Measurement of metabolic rate

WT mice (n = 7) and H1RKO mice (n = 8) were analyzed for aerobic metabolism. Collected gases from the inflow and outflow of an animal chamber (120 × 70 × 60 mm) were analyzed by automated mass spectrometry (ARCO-1000; ARCO System, Chiba, Japan). O2 consumption (\( \dot{V}{\text{O}}_{ 2} \), ml STPD/min; STPD, standard temperature and pressure, dry), CO2 excretion (\( \dot{V}{\text{CO}}_{2} \), ml STPD/min), and the respiratory exchange ratio (R) were recorded every minute and normalized per kilogram of body weight. Metabolic variables for resting state were evaluated from averaged 3-min values just before a start of hypoxic gas inhalation to ensure stability, and the variables after hypoxic gas inhalation were evaluated as average values every 1 min from 11 to 20 min. The unsettled variables after exchange of air for hypoxic gas were omitted from 1 to 10 min.

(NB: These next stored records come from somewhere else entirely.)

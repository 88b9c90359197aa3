//! LeadDesk - CRM dashboard for the sales desk
//!
//! Terminal front end over the in-memory LeadDesk core: lead table with
//! filters, lead details, and the upcoming schedule.

use std::path::PathBuf;

use anyhow::{Context, Result};
use chrono::NaiveDate;
use clap::{Parser, Subcommand};
use leaddesk_core::{
    all_tags, next_available_hour, resolve_event_span, resolve_event_times, unique_sources,
    Error, EventDraft, EventKind, EventPatch, LeadRow, SourceFilter, StatusFilter, TimeOfDay,
};
use tracing_subscriber::{layer::SubscriberExt, util::SubscriberInitExt};

mod seed;
mod state;
mod views;

use state::AppState;

#[derive(Parser)]
#[command(name = "leaddesk")]
#[command(about = "LeadDesk CRM dashboard", long_about = None)]
struct Cli {
    /// Config file (defaults to the platform config directory)
    #[arg(long, global = true)]
    config: Option<PathBuf>,

    /// Print views as JSON
    #[arg(long, global = true)]
    json: bool,

    #[command(subcommand)]
    command: Commands,
}

#[derive(Subcommand)]
enum Commands {
    /// Show the lead table
    Leads {
        /// Case-insensitive search over name, phone, SKU, source, intention, vehicle
        #[arg(long)]
        search: Option<String>,
        /// all, stale or fresh
        #[arg(long, default_value = "all")]
        status: StatusFilter,
        /// Exact source, or "all"
        #[arg(long, default_value = "all")]
        source: String,
        /// Required tag (repeatable)
        #[arg(long = "tag")]
        tags: Vec<String>,
        /// Only leads not updated in more than this many days
        #[arg(long)]
        stale_days: Option<i64>,
        /// Toggle the hot flag on these lead ids first (repeatable)
        #[arg(long = "toggle-hot")]
        toggle_hot: Vec<String>,
    },
    /// List the tags available for filtering
    Tags,
    /// List lead sources
    Sources,
    /// Show upcoming events grouped by day
    Schedule,
    /// Show one lead and its events
    Lead { id: String },
    /// Book an event for a lead, then show the schedule
    Book {
        lead_id: String,
        #[arg(long)]
        title: String,
        /// YYYY-MM-DD (defaults to the next free hour)
        #[arg(long)]
        date: Option<NaiveDate>,
        /// HH:MM (defaults to the next free hour)
        #[arg(long)]
        time: Option<TimeOfDay>,
        /// End date for an explicit end (defaults to the start date)
        #[arg(long, requires = "end_time")]
        end_date: Option<NaiveDate>,
        /// End time; without it the event lasts the configured default
        #[arg(long)]
        end_time: Option<TimeOfDay>,
        #[arg(long, default_value = "other")]
        kind: EventKind,
        #[arg(long)]
        notes: Option<String>,
    },
    /// Move or rename a lead's next upcoming event
    Reschedule {
        lead_id: String,
        #[arg(long)]
        title: Option<String>,
        /// New start date, YYYY-MM-DD (keeps the current date when omitted)
        #[arg(long)]
        date: Option<NaiveDate>,
        /// New start time, HH:MM (keeps the current time when omitted)
        #[arg(long)]
        time: Option<TimeOfDay>,
        #[arg(long)]
        kind: Option<EventKind>,
        /// Replacement notes; an empty value clears them
        #[arg(long)]
        notes: Option<String>,
    },
    /// Cancel a lead's next upcoming event
    Cancel { lead_id: String },
}

fn main() {
    // Initialize logging
    tracing_subscriber::registry()
        .with(tracing_subscriber::fmt::layer().with_writer(std::io::stderr))
        .with(tracing_subscriber::EnvFilter::from_default_env())
        .init();

    if let Err(e) = run(Cli::parse()) {
        tracing::error!("{:#}", e);
        eprintln!("error: {:#}", e);
        std::process::exit(1);
    }
}

fn run(cli: Cli) -> Result<()> {
    let mut app = AppState::new(cli.config.as_deref()).context("Failed to initialize LeadDesk")?;
    let now = app.now();

    match cli.command {
        Commands::Leads {
            search,
            status,
            source,
            tags,
            stale_days,
            toggle_hot,
        } => {
            for lead_id in &toggle_hot {
                app.workspace.toggle_hot_tag(lead_id);
            }

            let mut filter = app
                .base_filter()
                .with_status(status)
                .with_source(SourceFilter::from(source.as_str()));
            if let Some(search) = search {
                filter = filter.with_search(search);
            }
            for tag in tags {
                filter = filter.with_tag(tag);
            }
            if let Some(days) = stale_days {
                filter = filter.with_untouched_days(days);
            }

            let rows = app.workspace.lead_rows(&filter, &now);

            if cli.json {
                println!("{}", serde_json::to_string_pretty(&rows)?);
            } else {
                print!("{}", views::lead_table(&rows, app.config.stale_threshold_days));
            }
        }
        Commands::Tags => {
            let tags = all_tags(app.workspace.leads());
            if cli.json {
                println!("{}", serde_json::to_string_pretty(&tags)?);
            } else {
                print!("{}", views::name_list("Tags", &tags));
            }
        }
        Commands::Sources => {
            let sources = unique_sources(app.workspace.leads());
            if cli.json {
                println!("{}", serde_json::to_string_pretty(&sources)?);
            } else {
                print!("{}", views::name_list("Sources", &sources));
            }
        }
        Commands::Schedule => print_schedule(&app, cli.json)?,
        Commands::Lead { id } => {
            let lead = app
                .workspace
                .find_lead(&id)
                .ok_or_else(|| Error::NotFound(format!("lead {}", id)))?;
            let row = LeadRow::resolve(lead, &now, app.config.stale_threshold_days);
            let events = app.workspace.events_for_lead(&id);
            if cli.json {
                let detail = serde_json::json!({ "lead": row, "events": events });
                println!("{}", serde_json::to_string_pretty(&detail)?);
            } else {
                print!("{}", views::lead_detail(&row, &events, &app.offset));
            }
        }
        Commands::Book {
            lead_id,
            title,
            date,
            time,
            end_date,
            end_time,
            kind,
            notes,
        } => {
            let lead = app
                .workspace
                .find_lead(&lead_id)
                .ok_or_else(|| Error::NotFound(format!("lead {}", lead_id)))?;

            let default_start = next_available_hour(&now);
            let start_date = date.unwrap_or_else(|| default_start.date_naive());
            let start_time = time.unwrap_or_else(|| TimeOfDay::of(&default_start));
            let times = match end_time {
                Some(end_time) => resolve_event_span(
                    start_date,
                    start_time,
                    end_date.unwrap_or(start_date),
                    end_time,
                    &app.offset,
                )?,
                None => resolve_event_times(
                    start_date,
                    start_time,
                    app.config.default_event_minutes,
                    &app.offset,
                )?,
            };

            let mut draft = EventDraft::new(title, lead, times)
                .with_kind(kind)
                .with_reminder_offset(app.config.reminder_offset_minutes);
            if let Some(notes) = notes {
                draft = draft.with_notes(notes);
            }

            let event = app.workspace.add_event(draft).context("Could not book event")?;
            if !cli.json {
                println!("Booked: {}\n", views::event_line(&event, &app.offset));
            }
            print_schedule(&app, cli.json)?;
        }
        Commands::Reschedule {
            lead_id,
            title,
            date,
            time,
            kind,
            notes,
        } => {
            let event = app
                .next_event_for(&lead_id)
                .ok_or_else(|| Error::NotFound(format!("upcoming event for lead {}", lead_id)))?;

            let mut patch = EventPatch::new();
            if date.is_some() || time.is_some() {
                let local_start = event.start_time.with_timezone(&app.offset);
                let minutes = event.duration().num_minutes();
                patch = patch.times(resolve_event_times(
                    date.unwrap_or_else(|| local_start.date_naive()),
                    time.unwrap_or_else(|| TimeOfDay::of(&local_start)),
                    minutes,
                    &app.offset,
                )?);
            }
            if let Some(title) = title {
                patch = patch.title(title);
            }
            if let Some(kind) = kind {
                patch = patch.kind(kind);
            }
            if let Some(notes) = notes {
                patch = patch.notes(notes);
            }

            app.workspace
                .update_event(event.id, &patch)
                .context("Could not reschedule event")?;
            print_schedule(&app, cli.json)?;
        }
        Commands::Cancel { lead_id } => {
            let event = app
                .next_event_for(&lead_id)
                .ok_or_else(|| Error::NotFound(format!("upcoming event for lead {}", lead_id)))?;
            app.workspace.delete_event(event.id);
            if !cli.json {
                println!("Cancelled: {}\n", views::event_line(&event, &app.offset));
            }
            print_schedule(&app, cli.json)?;
        }
    }

    Ok(())
}

fn print_schedule(app: &AppState, json: bool) -> Result<()> {
    let buckets = app.workspace.upcoming(&app.now());
    if json {
        println!("{}", serde_json::to_string_pretty(&buckets)?);
    } else {
        print!("{}", views::schedule(&buckets, &app.offset));
    }
    Ok(())
}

Glucose, lipid and related substances in the blood

Glucose and lactate levels of WT mice (n = 10) and H1RKO mice (n = 10) were measured in blood collected from the tail vein with the FreeStyle Blood Glucose Monitoring System (Kissei Pharmaceutical, Matsumoto, Japan) and Lactate Pro (Arkray, Kyoto, Japan), respectively. Ten fed WT and H1RKO mice, and 10 fasted WT and H1RKO mice were used.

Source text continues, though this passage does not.